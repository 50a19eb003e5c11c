use chrono::Duration;

use crate::{DecisionServiceError, Result};

/// Operational policy of the decision engine.
///
/// Build it with [`DecisionPolicy::new`] or check a hand-assembled one with
/// [`DecisionPolicy::validate`] before handing it to an engine.
#[derive(Debug, Clone)]
pub struct DecisionPolicy {
    /// Registry name of the play-call classifier
    /// Default: "fourth_down"
    pub decision_model: String,

    /// Registry name of the expected-points regressor
    /// Default: "expected_points"
    pub expected_points_model: String,

    /// Top probability strictly below this is flagged `low_confidence`
    /// Default: 0.5
    pub confidence_floor: f64,

    /// Models older than this are flagged stale (still served)
    /// Default: 30 days
    pub max_model_age: Duration,
}

impl Default for DecisionPolicy {
    fn default() -> Self {
        Self {
            decision_model: super::DECISION_MODEL.to_string(),
            expected_points_model: super::EXPECTED_POINTS_MODEL.to_string(),
            confidence_floor: 0.5,
            max_model_age: Duration::days(30),
        }
    }
}

impl DecisionPolicy {
    /// Default model names with the given floor and age limit, validated.
    pub fn new(confidence_floor: f64, max_model_age: Duration) -> Result<Self> {
        let policy = Self {
            confidence_floor,
            max_model_age,
            ..Self::default()
        };
        policy.validate()?;
        Ok(policy)
    }

    pub fn validate(&self) -> Result<()> {
        if !(self.confidence_floor.is_finite() && (0.0..=1.0).contains(&self.confidence_floor)) {
            return Err(DecisionServiceError::InvalidConfig(format!(
                "confidence_floor must be in [0, 1], got {}",
                self.confidence_floor
            )));
        }
        if self.max_model_age < Duration::zero() {
            return Err(DecisionServiceError::InvalidConfig(format!(
                "max_model_age must not be negative, got {}s",
                self.max_model_age.num_seconds()
            )));
        }
        for (field, name) in [
            ("decision_model", &self.decision_model),
            ("expected_points_model", &self.expected_points_model),
        ] {
            if name.trim().is_empty() {
                return Err(DecisionServiceError::InvalidConfig(format!(
                    "{} must not be empty",
                    field
                )));
            }
        }
        Ok(())
    }
}
//! Feature schema v1.
//!
//! The layout below is the contract between trained artifacts and the
//! serving path. Every artifact records the schema version it was fitted
//! on and cannot be activated or scored against any other version.
//!
//! ### Layout (v1)
//! | idx | name                  | encoding                                   |
//! |-----|-----------------------|--------------------------------------------|
//! | 0   | down                  | (down - 1) / 3                             |
//! | 1   | distance              | yards to go / 10                           |
//! | 2   | field_position        | yards to the goal line / 100               |
//! | 3   | score_diff            | score differential / SCORE_NORM            |
//! | 4   | time_remaining        | seconds / 3600                             |
//! | 5   | quarter               | (quarter - 1) / 4                          |
//! | 6   | offense_timeouts      | timeouts / 3                               |
//! | 7   | defense_timeouts      | timeouts / 3                               |
//! | 8   | home                  | 1.0 at home, else 0.0                      |
//! | 9   | team_strength_off     | raw rating, 0.0 when unknown               |
//! | 10  | team_strength_def     | raw rating, 0.0 when unknown               |
//! | 11  | wind                  | mph / WIND_NORM, 0.0 when unknown          |
//! | 12  | in_field_goal_range   | 1.0 if kick distance <= FG_RANGE_YARDS     |
//! | 13  | short_yardage         | 1.0 if distance <= 2                       |
//! | 14  | score_time_pressure   | score_diff / SCORE_NORM * (1 - time/3600)  |
//! | 15  | goal_to_go            | 1.0 if distance == field_position          |
//!
//! Total: FEATURE_COUNT = 16.

/// Increment this whenever the feature layout or scaling changes.
pub const FEATURE_SCHEMA_VERSION: u32 = 1;

/// Feature vector length for schema v1.
pub const FEATURE_COUNT: usize = 16;

pub const FEATURE_NAMES: [&str; FEATURE_COUNT] = [
    "down",
    "distance",
    "field_position",
    "score_diff",
    "time_remaining",
    "quarter",
    "offense_timeouts",
    "defense_timeouts",
    "home",
    "team_strength_off",
    "team_strength_def",
    "wind",
    "in_field_goal_range",
    "short_yardage",
    "score_time_pressure",
    "goal_to_go",
];

/// Four touchdowns
pub const SCORE_NORM: f64 = 28.0;

pub const WIND_NORM: f64 = 20.0;

/// Longest kick treated as makeable
pub const FG_RANGE_YARDS: u8 = 57;

/// Position of a named feature in the vector.
pub fn feature_index(name: &str) -> Option<usize> {
    FEATURE_NAMES.iter().position(|n| *n == name)
}
use fourth_and_short::decision::{DecisionEngine, DecisionPolicy, DECISION_MODEL};
use fourth_and_short::models::ArtifactStore;
use fourth_and_short::servers::{ApiError, ApiFailure, DecisionApiConfig, DecisionApiServer};
use fourth_and_short::storage::Ledger;
use fourth_and_short::{DecisionServiceError, ModelRegistry, PlayCall};

fn engine_with(registry: &Arc<ModelRegistry>) -> DecisionEngine {
    DecisionEngine::new(Arc::clone(registry), DecisionPolicy::default())
}

fn warmed_registry() -> Arc<ModelRegistry> {
    let registry = Arc::new(ModelRegistry::default());
    registry
        .activate(DECISION_MODEL, common::fixed_classifier(DECISION_MODEL, "v1", PlayCall::Go, 1.5))
        .unwrap();
    registry
}

fn app(registry: &Arc<ModelRegistry>) -> Router {
    DecisionApiServer::new(DecisionApiConfig::default(), engine_with(registry)).router()
}

fn situation() -> Value {
    json!({
        "down": 4,
        "distance": 1,
        "field_position": 35,
        "score_diff": -3,
        "time_remaining": 120
    })
}

async fn send(app: &Router, request: Request<Body>) -> (StatusCode, http::HeaderMap, Value) {
    let response = app.clone().oneshot(request).await.unwrap();
    let status = response.status();
    let headers = response.headers().clone();
    let bytes = axum::body::to_bytes(response.into_body(), usize::MAX).await.unwrap();
    let body = if bytes.is_empty() {
        Value::Null
    } else {
        serde_json::from_slice(&bytes).unwrap()
    };
    (status, headers, body)
}

fn post_json(uri: &str, body: &Value) -> Request<Body> {
    Request::builder()
        .method("POST")
        .uri(uri)
        .header("content-type", "application/json")
        .body(Body::from(body.to_string()))
        .unwrap()
}

fn get(uri: &str) -> Request<Body> {
    Request::builder().uri(uri).body(Body::empty()).unwrap()
}

fn post_empty(uri: &str) -> Request<Body> {
    Request::builder().method("POST").uri(uri).body(Body::empty()).unwrap()
}

// ============================================================================
// RECOMMENDATIONS
// ============================================================================

#[tokio::test]
async fn test_recommend_returns_traced_decision() {
    let app = app(&warmed_registry());
    let (status, headers, body) = send(&app, post_json("/v1/recommend", &situation())).await;

    assert_eq!(status, StatusCode::OK);
    assert_eq!(body["recommendation"], "GO");
    assert_eq!(body["model_version"], "v1");
    assert_eq!(body["low_confidence"], false);
    assert_eq!(body["probabilities"].as_array().unwrap().len(), 3);
    assert!(body["latency_ms"].as_f64().unwrap() >= 0.0);

    let trace_id = body["trace_id"].as_str().unwrap();
    assert_eq!(headers["x-trace-id"], trace_id);
    assert_eq!(headers["x-model-version"], "v1");
}

#[tokio::test]
async fn test_recommend_from_query_parameters() {
    let app = app(&warmed_registry());
    let (status, _, body) = send(
        &app,
        get("/v1/recommend?down=4&distance=2&field_position=40&time_remaining=600&home=true"),
    )
    .await;
    assert_eq!(status, StatusCode::OK);
    assert_eq!(body["recommendation"], "GO");
}

#[tokio::test]
async fn test_out_of_range_field_is_named() {
    let app = app(&warmed_registry());
    let mut payload = situation();
    payload["down"] = json!(7);
    let (status, _, body) = send(&app, post_json("/v1/recommend", &payload)).await;

    assert_eq!(status, StatusCode::BAD_REQUEST);
    assert_eq!(body["error"], "validation_error");
    assert_eq!(body["field"], "down");
    assert!(body["trace_id"].is_string());
}

#[tokio::test]
async fn test_missing_field_is_named() {
    let app = app(&warmed_registry());
    let (status, _, body) = send(
        &app,
        post_json("/v1/recommend", &json!({ "down": 4, "field_position": 35, "time_remaining": 60 })),
    )
    .await;
    assert_eq!(status, StatusCode::BAD_REQUEST);
    assert_eq!(body["field"], "distance");
}

#[tokio::test]
async fn test_no_model_is_not_ready() {
    let app = app(&Arc::new(ModelRegistry::default()));
    let (status, _, body) = send(&app, post_json("/v1/recommend", &situation())).await;

    assert_eq!(status, StatusCode::SERVICE_UNAVAILABLE);
    assert_eq!(body["status"], "not_ready");
    assert_eq!(body["error"], "model_not_ready");
}

#[tokio::test]
async fn test_unknown_pinned_version_is_unavailable() {
    let app = app(&warmed_registry());
    let mut request = post_json("/v1/recommend", &situation());
    request
        .headers_mut()
        .insert("x-model-version", http::HeaderValue::from_static("v9"));
    let (status, _, body) = send(&app, request).await;
    assert_eq!(status, StatusCode::SERVICE_UNAVAILABLE);
    assert_eq!(body["model"], "fourth_down@v9");
}

#[tokio::test]
async fn test_internal_defect_hides_artifact_identity() {
    let registry = Arc::new(ModelRegistry::default());
    let misfiled = common::fixed_regressor("expected_points", "20240101T000000Z-deadbeef", 1.0)
        .renamed(DECISION_MODEL);
    registry.activate(DECISION_MODEL, misfiled).unwrap();

    let (status, _, body) = send(&app(&registry), post_json("/v1/recommend", &situation())).await;
    assert_eq!(status, StatusCode::INTERNAL_SERVER_ERROR);
    assert_eq!(body["error"], "internal_error");
    assert!(!body.to_string().contains("deadbeef"));
}

#[tokio::test]
async fn test_schema_mismatch_response_hides_versions() {
    let response = ApiError {
        trace_id: "trace".to_string(),
        failure: ApiFailure::Service(DecisionServiceError::SchemaMismatch {
            expected: 1,
            found: 2,
            artifact: "fourth_down@20240101T000000Z-deadbeef".to_string(),
        }),
    }
    .into_response();
    assert_eq!(response.status(), StatusCode::INTERNAL_SERVER_ERROR);
    let bytes = axum::body::to_bytes(response.into_body(), usize::MAX).await.unwrap();
    let text = String::from_utf8(bytes.to_vec()).unwrap();
    assert!(!text.contains("deadbeef"));
    assert!(!text.contains("20240101"));
    assert!(text.contains("\"trace_id\":\"trace\""));
}

#[tokio::test(flavor = "multi_thread", worker_threads = 8)]
async fn test_thousand_concurrent_callers() {
    let registry = warmed_registry();
    let app = app(&registry);

    let mut callers = tokio::task::JoinSet::new();
    for i in 0..1000 {
        let app = app.clone();
        callers.spawn(async move {
            let payload = json!({
                "down": 4,
                "distance": 1 + i % 10,
                "field_position": 20 + i % 70,
                "time_remaining": i % 1800,
            });
            let response = app.oneshot(post_json("/v1/recommend", &payload)).await.unwrap();
            (
                response.status(),
                response.headers().get("x-model-version").cloned(),
            )
        });
    }

    while let Some(joined) = callers.join_next().await {
        let (status, version) = joined.unwrap();
        assert_eq!(status, StatusCode::OK);
        assert_eq!(version.unwrap(), "v1");
    }
    assert_eq!(registry.get_active(DECISION_MODEL).unwrap().version(), "v1");

    let (_, _, metrics) = send(&app, get("/metrics")).await;
    assert_eq!(metrics["requests"], 1000);
    assert_eq!(metrics["successes"], 1000);
}

// ============================================================================
// BULK
// ============================================================================

#[tokio::test]
async fn test_bulk_answers_each_item() {
    let app = app(&warmed_registry());
    let mut bad = situation();
    bad["distance"] = json!(50);
    let (status, _, body) = send(
        &app,
        post_json("/v1/bulk", &json!({ "items": [situation(), bad, situation()] })),
    )
    .await;

    assert_eq!(status, StatusCode::OK);
    let results = body["results"].as_array().unwrap();
    assert_eq!(results.len(), 3);
    assert_eq!(results[0]["index"], 0);
    assert_eq!(results[0]["decision"]["recommendation"], "GO");
    assert_eq!(results[1]["error"]["field"], "distance");
    assert!(results[1].get("decision").is_none());
    assert_eq!(results[2]["index"], 2);
}

#[tokio::test]
async fn test_bulk_limit() {
    let registry = warmed_registry();
    let config = DecisionApiConfig {
        max_bulk_items: 2,
        ..DecisionApiConfig::default()
    };
    let app = DecisionApiServer::new(config, engine_with(&registry)).router();
    let items = vec![situation(); 3];
    let (status, _, body) = send(&app, post_json("/v1/bulk", &json!({ "items": items }))).await;
    assert_eq!(status, StatusCode::BAD_REQUEST);
    assert_eq!(body["error"], "bad_request");
}

// ============================================================================
// RESPONSE CACHE & PER-OPTION VALUES
// ============================================================================

#[tokio::test]
async fn test_repeated_situation_is_served_from_cache() {
    let registry = warmed_registry();
    let app = app(&registry);

    let (_, _, first) = send(&app, post_json("/v1/recommend", &situation())).await;
    let (status, _, second) = send(&app, post_json("/v1/recommend", &situation())).await;
    assert_eq!(status, StatusCode::OK);
    assert_eq!(second["probabilities"], first["probabilities"]);
    assert_eq!(second["model_version"], "v1");
    assert_ne!(second["trace_id"], first["trace_id"]);

    let (_, _, metrics) = send(&app, get("/metrics")).await;
    assert_eq!(metrics["cache_hits"], 1);
    assert_eq!(metrics["cache_misses"], 1);

    registry
        .activate(DECISION_MODEL, common::fixed_classifier(DECISION_MODEL, "v2", PlayCall::Punt, 1.5))
        .unwrap();
    let (_, _, third) = send(&app, post_json("/v1/recommend", &situation())).await;
    assert_eq!(third["model_version"], "v2");
    assert_eq!(third["recommendation"], "PUNT");
    let (_, _, metrics) = send(&app, get("/metrics")).await;
    assert_eq!(metrics["cache_hits"], 1);
    assert_eq!(metrics["cache_misses"], 2);
}

#[tokio::test]
async fn test_zero_capacity_disables_cache() {
    let registry = warmed_registry();
    let config = DecisionApiConfig {
        cache_capacity: 0,
        ..DecisionApiConfig::default()
    };
    let app = DecisionApiServer::new(config, engine_with(&registry)).router();
    for _ in 0..3 {
        let (status, _, _) = send(&app, post_json("/v1/recommend", &situation())).await;
        assert_eq!(status, StatusCode::OK);
    }
    let (_, _, metrics) = send(&app, get("/metrics")).await;
    assert_eq!(metrics["cache_hits"], 0);
    assert_eq!(metrics["cache_misses"], 0);
    assert_eq!(metrics["successes"], 3);
}

#[tokio::test]
async fn test_bulk_reuses_cached_decisions() {
    let app = app(&warmed_registry());
    send(&app, post_json("/v1/recommend", &situation())).await;
    let items = vec![situation(); 2];
    let (status, _, body) = send(&app, post_json("/v1/bulk", &json!({ "items": items }))).await;
    assert_eq!(status, StatusCode::OK);
    assert_eq!(body["results"][1]["decision"]["recommendation"], "GO");

    let (_, _, metrics) = send(&app, get("/metrics")).await;
    assert_eq!(metrics["cache_hits"], 2);
    assert_eq!(metrics["cache_misses"], 1);
}

#[tokio::test]
async fn test_expected_points_of_each_option() {
    let registry = warmed_registry();
    registry
        .activate("expected_points", common::fixed_regressor("expected_points", "v1", 2.5))
        .unwrap();
    let app = app(&registry);

    let (status, _, body) = send(&app, post_json("/v1/recommend", &situation())).await;
    assert_eq!(status, StatusCode::OK);
    let alternatives = body["alternatives"].as_array().unwrap();
    assert_eq!(alternatives.len(), 3);
    for option in alternatives {
        assert!(option["expected_points"].as_f64().unwrap().is_finite());
        assert!(option["delta_ep"].is_number());
        assert!(option["uncertainty"].as_f64().unwrap() >= 0.0);
    }
    let leaders = alternatives
        .iter()
        .filter(|o| o["delta_ep"].as_f64().unwrap() > 0.0)
        .count();
    assert_eq!(leaders, 1);
}

#[tokio::test]
async fn test_no_regressor_means_no_alternatives() {
    let app = app(&warmed_registry());
    let (_, _, body) = send(&app, post_json("/v1/recommend", &situation())).await;
    assert_eq!(body["alternatives"], json!([]));
}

--

▸ DIRECTIONS FOR THIS TASK
Pull every line containing "impl" out of the records.

▸ TASK RESPONSE
impl Default for DecisionPolicy {
impl DecisionPolicy {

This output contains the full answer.